Records from a collection:
//! BoardScreen: maps `core::Board` into a terminal framebuffer.
//!
//! This module is pure (no I/O). The board model is the source of truth and
//! the framebuffer is a derived projection, rebuilt after every operation.
//! It also answers the inverse question: which cell sits under a given
//! terminal position (mouse hit-testing).

use board_view_core::{Board, Cell};
use board_view_types::{BorderStyle, Coord};

use crate::fb::{FrameBuffer, Rgb, Style};

/// Terminal viewport dimensions.
#[derive(Debug, Clone, Copy, PartialEq, Eq)]
pub struct Viewport {
    pub width: u16,
    pub height: u16,
}

impl Viewport {
    pub fn new(width: u16, height: u16) -> Self {
        Self { width, height }
    }
}

/// Bridge state shown in the status line.
#[derive(Debug, Clone, PartialEq, Eq)]
pub struct BridgeStatusView {
    pub enabled: bool,
    pub endpoint: String,
}

/// A lightweight terminal renderer for the puzzle board.
///
/// Each cell is a `cell_w x cell_h` box of interior space: the committed
/// character centers on the first interior row, pencil marks fill the second.
/// Grid lines between cells take their weight from the cell border markers
/// (heavy for section boundaries), with a heavy outer frame.
pub struct BoardScreen {
    /// Cell interior width in terminal columns.
    cell_w: u16,
    /// Cell interior height in terminal rows.
    cell_h: u16,
}

impl Default for BoardScreen {
    fn default() -> Self {
        // 5x2 leaves room for a centered character plus a pencil row.
        Self {
            cell_w: 5,
            cell_h: 2,
        }
    }
}

const GRID_NORMAL: Style = Style {
    fg: Rgb::new(90, 90, 100),
    bg: Rgb::new(16, 16, 20),
    bold: false,
    dim: false,
};

const GRID_SECTION: Style = Style {
    fg: Rgb::new(220, 220, 220),
    bg: Rgb::new(16, 16, 20),
    bold: false,
    dim: false,
};

const BG_HIGHLIGHTED: Rgb = Rgb::new(96, 76, 16);
const BG_SELECTED: Rgb = Rgb::new(28, 60, 120);
const FG_WORD: Rgb = Rgb::new(110, 200, 130);
const FG_CHARACTER: Rgb = Rgb::new(230, 230, 230);
const FG_PENCIL: Rgb = Rgb::new(150, 150, 160);

impl BoardScreen {
    pub fn new(cell_w: u16, cell_h: u16) -> Self {
        Self { cell_w, cell_h }
    }

    /// Total framebuffer footprint of a `size`-wide board, grid lines
    /// included.
    pub fn footprint(&self, size: u8) -> (u16, u16) {
        let w = size as u16 * (self.cell_w + 1) + 1;
        let h = size as u16 * (self.cell_h + 1) + 1;
        (w, h)
    }

    /// Top-left corner of the board frame, centered in the viewport but kept
    /// clear of the status line. Hit-testing relies on the exact same math.
    fn origin(&self, size: u8, viewport: Viewport) -> (u16, u16) {
        let (w, h) = self.footprint(size);
        let x = viewport.width.saturating_sub(w) / 2;
        let y = (viewport.height.saturating_sub(h) / 2).max(1);
        (x, y)
    }

    /// Render into an existing framebuffer, resizing it to the viewport.
    pub fn render_into(
        &self,
        board: Option<&Board>,
        bridge: Option<&BridgeStatusView>,
        viewport: Viewport,
        fb: &mut FrameBuffer,
    ) {
        fb.resize(viewport.width, viewport.height);
        fb.clear(Style::default().glyph(' '));

        self.draw_status_line(bridge, fb);

        let Some(board) = board else {
            let msg = "waiting for host...";
            let x = viewport.width.saturating_sub(msg.len() as u16) / 2;
            fb.put_str(x, viewport.height / 2, msg, Style::default());
            return;
        };

        let size = board.size();
        let (ox, oy) = self.origin(size, viewport);

        self.draw_grid(board, ox, oy, fb);
        for cell in board.cells() {
            self.draw_cell(cell, ox, oy, fb);
        }
    }

    /// Convenience helper that allocates a new framebuffer.
    pub fn render(
        &self,
        board: Option<&Board>,
        bridge: Option<&BridgeStatusView>,
        viewport: Viewport,
    ) -> FrameBuffer {
        let mut fb = FrameBuffer::new(viewport.width, viewport.height);
        self.render_into(board, bridge, viewport, &mut fb);
        fb
    }

    /// Map a terminal position to the cell under it.
    ///
    /// Grid lines and anything outside the board resolve to `None`; clicks
    /// land on exactly the cell whose interior contains them, sub-area
    /// (character or pencil row) notwithstanding.
    pub fn hit_test(&self, size: u8, viewport: Viewport, col: u16, row: u16) -> Option<Coord> {
        let (ox, oy) = self.origin(size, viewport);
        let rel_x = col.checked_sub(ox)?;
        let rel_y = row.checked_sub(oy)?;

        let step_x = self.cell_w + 1;
        let step_y = self.cell_h + 1;
        if rel_x % step_x == 0 || rel_y % step_y == 0 {
            return None;
        }

        let x = rel_x / step_x;
        let y = rel_y / step_y;
        if x >= size as u16 || y >= size as u16 {
            return None;
        }
        Some(Coord::new(x as u8, y as u8))
    }

    fn draw_status_line(&self, bridge: Option<&BridgeStatusView>, fb: &mut FrameBuffer) {
        let dim = Style {
            dim: true,
            ..Style::default()
        };
        let text = match bridge {
            Some(status) if status.enabled => format!("bridge: {}", status.endpoint),
            Some(_) => "bridge: disabled".to_string(),
            None => "bridge: off".to_string(),
        };
        fb.put_str(0, 0, &text, dim);
    }

    fn draw_grid(&self, board: &Board, ox: u16, oy: u16, fb: &mut FrameBuffer) {
        let size = board.size();
        let (w, h) = self.footprint(size);
        let step_x = self.cell_w + 1;
        let step_y = self.cell_h + 1;

        // Horizontal lines first, vertical lines after so crossings read as
        // vertical glyphs.
        for i in 0..=size as u16 {
            let y = oy + i * step_y;
            let style = self.horizontal_style(board, i);
            let ch = if style == GRID_SECTION { '━' } else { '─' };
            for x in ox..ox + w {
                fb.put_char(x, y, ch, style);
            }
        }
        for i in 0..=size as u16 {
            let x = ox + i * step_x;
            let style = self.vertical_style(board, i);
            let ch = if style == GRID_SECTION { '┃' } else { '│' };
            for y in oy..oy + h {
                fb.put_char(x, y, ch, style);
            }
        }
    }

    /// Style of the vertical line at grid index `i` (after column `i - 1`).
    fn vertical_style(&self, board: &Board, i: u16) -> Style {
        let size = board.size() as u16;
        if i == 0 || i == size {
            return GRID_SECTION;
        }
        let left = Coord::new((i - 1) as u8, 0);
        match board.get(left).map(|cell| cell.border_right()) {
            Ok(BorderStyle::Section) => GRID_SECTION,
            _ => GRID_NORMAL,
        }
    }

    fn horizontal_style(&self, board: &Board, i: u16) -> Style {
        let size = board.size() as u16;
        if i == 0 || i == size {
            return GRID_SECTION;
        }
        let above = Coord::new(0, (i - 1) as u8);
        match board.get(above).map(|cell| cell.border_bottom()) {
            Ok(BorderStyle::Section) => GRID_SECTION,
            _ => GRID_NORMAL,
        }
    }

    fn draw_cell(&self, cell: &Cell, ox: u16, oy: u16, fb: &mut FrameBuffer) {
        let coord = cell.coord();
        let x0 = ox + coord.x as u16 * (self.cell_w + 1) + 1;
        let y0 = oy + coord.y as u16 * (self.cell_h + 1) + 1;

        let bg = if cell.is_selected() {
            BG_SELECTED
        } else if cell.is_highlighted() {
            BG_HIGHLIGHTED
        } else {
            Style::default().bg
        };

        let fill = Style {
            bg,
            ..Style::default()
        };
        fb.fill_rect(x0, y0, self.cell_w, self.cell_h, ' ', fill);

        let character = cell.character();
        if !character.is_empty() {
            let fg = if cell.is_word() { FG_WORD } else { FG_CHARACTER };
            let style = Style {
                fg,
                bg,
                bold: cell.is_locked(),
                dim: false,
            };
            let len = character.chars().count().min(self.cell_w as usize) as u16;
            let cx = x0 + (self.cell_w - len) / 2;
            fb.put_str(cx, y0, character, style);
        }

        if self.cell_h > 1 {
            let pencil = cell.pencil_text();
            if !pencil.is_empty() {
                let style = Style {
                    fg: FG_PENCIL,
                    bg,
                    bold: false,
                    dim: true,
                };
                let trimmed: String = pencil
                    .trim_start()
                    .chars()
                    .take(self.cell_w as usize)
                    .collect();
                fb.put_str(x0, y0 + 1, &trimmed, style);
            }
        }
    }
}

#[cfg(test)]
mod tests {
    use super::*;

    #[test]
    fn footprint_accounts_for_grid_lines() {
        let screen = BoardScreen::default();
        assert_eq!(screen.footprint(9), (9 * 6 + 1, 9 * 3 + 1));
    }

    #[test]
    fn hit_test_rejects_grid_lines() {
        let screen = BoardScreen::default();
        let viewport = Viewport::new(200, 80);
        let (ox, oy) = screen.origin(4, viewport);

        assert_eq!(screen.hit_test(4, viewport, ox, oy), None);
        assert_eq!(
            screen.hit_test(4, viewport, ox + 1, oy + 1),
            Some(Coord::new(0, 0))
        );
    }
}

Work request:
Print only these lines, please. They run from the start of the entries above to the line containing "const BG_HIGHLIGHTED: Rgb", both ends included, and must match exactly.

Output for this exercise:
//! BoardScreen: maps `core::Board` into a terminal framebuffer.
//!
//! This module is pure (no I/O). The board model is the source of truth and
//! the framebuffer is a derived projection, rebuilt after every operation.
//! It also answers the inverse question: which cell sits under a given
//! terminal position (mouse hit-testing).

use board_view_core::{Board, Cell};
use board_view_types::{BorderStyle, Coord};

use crate::fb::{FrameBuffer, Rgb, Style};

/// Terminal viewport dimensions.
#[derive(Debug, Clone, Copy, PartialEq, Eq)]
pub struct Viewport {
    pub width: u16,
    pub height: u16,
}

impl Viewport {
    pub fn new(width: u16, height: u16) -> Self {
        Self { width, height }
    }
}

/// Bridge state shown in the status line.
#[derive(Debug, Clone, PartialEq, Eq)]
pub struct BridgeStatusView {
    pub enabled: bool,
    pub endpoint: String,
}

/// A lightweight terminal renderer for the puzzle board.
///
/// Each cell is a `cell_w x cell_h` box of interior space: the committed
/// character centers on the first interior row, pencil marks fill the second.
/// Grid lines between cells take their weight from the cell border markers
/// (heavy for section boundaries), with a heavy outer frame.
pub struct BoardScreen {
    /// Cell interior width in terminal columns.
    cell_w: u16,
    /// Cell interior height in terminal rows.
    cell_h: u16,
}

impl Default for BoardScreen {
    fn default() -> Self {
        // 5x2 leaves room for a centered character plus a pencil row.
        Self {
            cell_w: 5,
            cell_h: 2,
        }
    }
}

const GRID_NORMAL: Style = Style {
    fg: Rgb::new(90, 90, 100),
    bg: Rgb::new(16, 16, 20),
    bold: false,
    dim: false,
};

const GRID_SECTION: Style = Style {
    fg: Rgb::new(220, 220, 220),
    bg: Rgb::new(16, 16, 20),
    bold: false,
    dim: false,
};

const BG_HIGHLIGHTED: Rgb = Rgb::new(96, 76, 16);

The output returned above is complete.